Peters has always championed racehorse owners and wants stakes to increase to keep them in the game. Some money has been channelled back into stakes but it’s probably fair to assume the new Racing Minister holds the view not enough has been used for the purpose it was intended. Time will tell on that issue.

If you took the whole of the New Zealand Racing industry; all the clubs and their assets included, and then added every level of administration, and made it into a public company, it would produce an interesting fiscal dilemma. For the level of assets tied up and the return yield those assets provide along with a top heavy administration, the corporate raiding sharks would be circling.

The fictional scene put before a share market man also involved in racing brought the response that the share price would have halved in the past five years. And that share price would now be down to a few cents; it would be ripe for a corporate takeover with a lot of people to be sacked and the dispersal of a fortune in assets. That’s how well this business is going.

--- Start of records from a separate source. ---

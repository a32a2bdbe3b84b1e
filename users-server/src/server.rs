use crate::application::user_service::UserService;
use crate::data::user_repository::UserRepository;
use crate::infrastructure::config::AppConfig;
use crate::presentation::handlers;
use crate::presentation::middleware::{RequestIdMiddleware, TimingMiddleware};
use actix_cors::Cors;
use actix_web::middleware::{DefaultHeaders, Logger};
use actix_web::{App, HttpResponse, HttpServer, Responder, web};
use chrono::{DateTime, Utc};
use serde::Serialize;
use tracing::info;

pub async fn start_rest_server<R: UserRepository + 'static>(
    config: AppConfig,
    user_service: UserService<R>,
) -> anyhow::Result<()> {
    let bind_address = (config.host.clone(), config.port);

    info!(
        host = %bind_address.0,
        port = bind_address.1,
        "HTTP server starting"
    );

    HttpServer::new(move || {
        let cors = build_cors(&config);

        App::new()
            .wrap(Logger::default())
            .wrap(TimingMiddleware)
            .wrap(RequestIdMiddleware)
            .wrap(
                DefaultHeaders::new()
                    .add(("X-Content-Type-Options", "nosniff"))
                    .add(("Referrer-Policy", "no-referrer"))
                    .add(("Permissions-Policy", "geolocation=()"))
                    .add(("Cross-Origin-Opener-Policy", "same-origin")),
            )
            .wrap(cors)
            .app_data(web::Data::new(user_service.clone()))
            .route("/health", web::get().to(health))
            .service(handlers::users::scope::<R>())
    })
    .bind(bind_address)?
    .run()
    .await
    .map_err(anyhow::Error::new)?;

    Ok(())
}

fn build_cors(config: &AppConfig) -> Cors {
    let mut cors = Cors::default()
        .allowed_methods(vec!["GET", "POST", "PUT", "DELETE"])
        .allowed_headers(vec![actix_web::http::header::CONTENT_TYPE])
        .max_age(3600);

    if config.allows_any_origin() {
        return cors.allow_any_origin();
    }

    for origin in &config.cors_origins {
        cors = cors.allowed_origin(origin);
    }

    cors
}

#[derive(Debug, Serialize)]
pub struct HealthResponse {
    pub status: &'static str,
    pub timestamp: DateTime<Utc>,
}

async fn health() -> impl Responder {
    HttpResponse::Ok().json(HealthResponse {
        status: "ok",
        timestamp: Utc::now(),
    })
}
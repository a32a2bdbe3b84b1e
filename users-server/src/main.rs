mod application;
mod data;
mod domain;
mod infrastructure;
mod presentation;
mod server;

use std::sync::Arc;

use application::user_service::UserService;
use data::user_repository::MongoUserRepository;
use infrastructure::config::AppConfig;
use infrastructure::database::connect;
use infrastructure::logging::init_logging;

#[actix_web::main]
async fn main() -> anyhow::Result<()> {
    init_logging();

    let config = AppConfig::from_env()?;
    let db = connect(&config.mongodb_uri, &config.database_name).await?;

    let user_repo = Arc::new(MongoUserRepository::new(&db));
    let user_service = UserService::new(user_repo);

    server::start_rest_server(config, user_service).await
}
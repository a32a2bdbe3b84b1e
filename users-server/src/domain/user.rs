use mongodb::bson::oid::ObjectId;
use serde::{Deserialize, Serialize};

/// A user document as stored in the `users` collection.
#[derive(Debug, Clone, Serialize, Deserialize)]
pub struct User {
    #[serde(rename = "_id", skip_serializing_if = "Option::is_none")]
    pub id: Option<ObjectId>,
    pub name: String,
    pub email: String,
    #[serde(rename = "password")]
    pub password_hash: String,
}

impl User {
    pub fn new(name: String, email: String, password_hash: String) -> Self {
        Self {
            id: None,
            name,
            email,
            password_hash,
        }
    }
}

/// Public projection of a user. Never carries the password hash.
#[derive(Debug, Clone, PartialEq, Eq, Serialize, Deserialize)]
pub struct UserSummary {
    pub id: String,
    pub name: String,
    pub email: String,
}

impl From<User> for UserSummary {
    fn from(user: User) -> Self {
        Self {
            id: user.id.map(|id| id.to_hex()).unwrap_or_default(),
            name: user.name,
            email: user.email,
        }
    }
}

#[cfg(test)]
mod tests {
    use super::*;
    use mongodb::bson;

    #[test]
    fn new_user_has_no_id_until_inserted() {
        let user = User::new("Ana".into(), "ana@x.com".into(), "hash".into());
        let doc = bson::to_document(&user).unwrap();
        assert!(!doc.contains_key("_id"));
        assert_eq!(doc.get_str("password").unwrap(), "hash");
    }

    #[test]
    fn summary_drops_password() {
        let id = ObjectId::new();
        let user = User {
            id: Some(id),
            name: "Ana".into(),
            email: "ana@x.com".into(),
            password_hash: "hash".into(),
        };
        let summary = UserSummary::from(user);
        assert_eq!(summary.id, id.to_hex());

        let json = serde_json::to_value(&summary).unwrap();
        assert!(json.get("password").is_none());
        assert_eq!(json["email"], "ana@x.com");
    }
}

The true test of how we are progressing as an industry is, in a thoroughbred context, the number of mares being bred, the number of foals being born and the level of participation by the domestic market at our second tier National Yearling Sale. Statistics will show that in the 2017 breeding season there were less mares mated than in any of the past 40 years and Book Two at Karaka will tell its own story.

The year of 2018 has to be a year of change, because if we get to the end of it and nothing has changed, then nothing will ever change. By this time next year this government will be nearly halfway through its term and the window of opportunity will be slipping away.

It has to happen this year – and it will.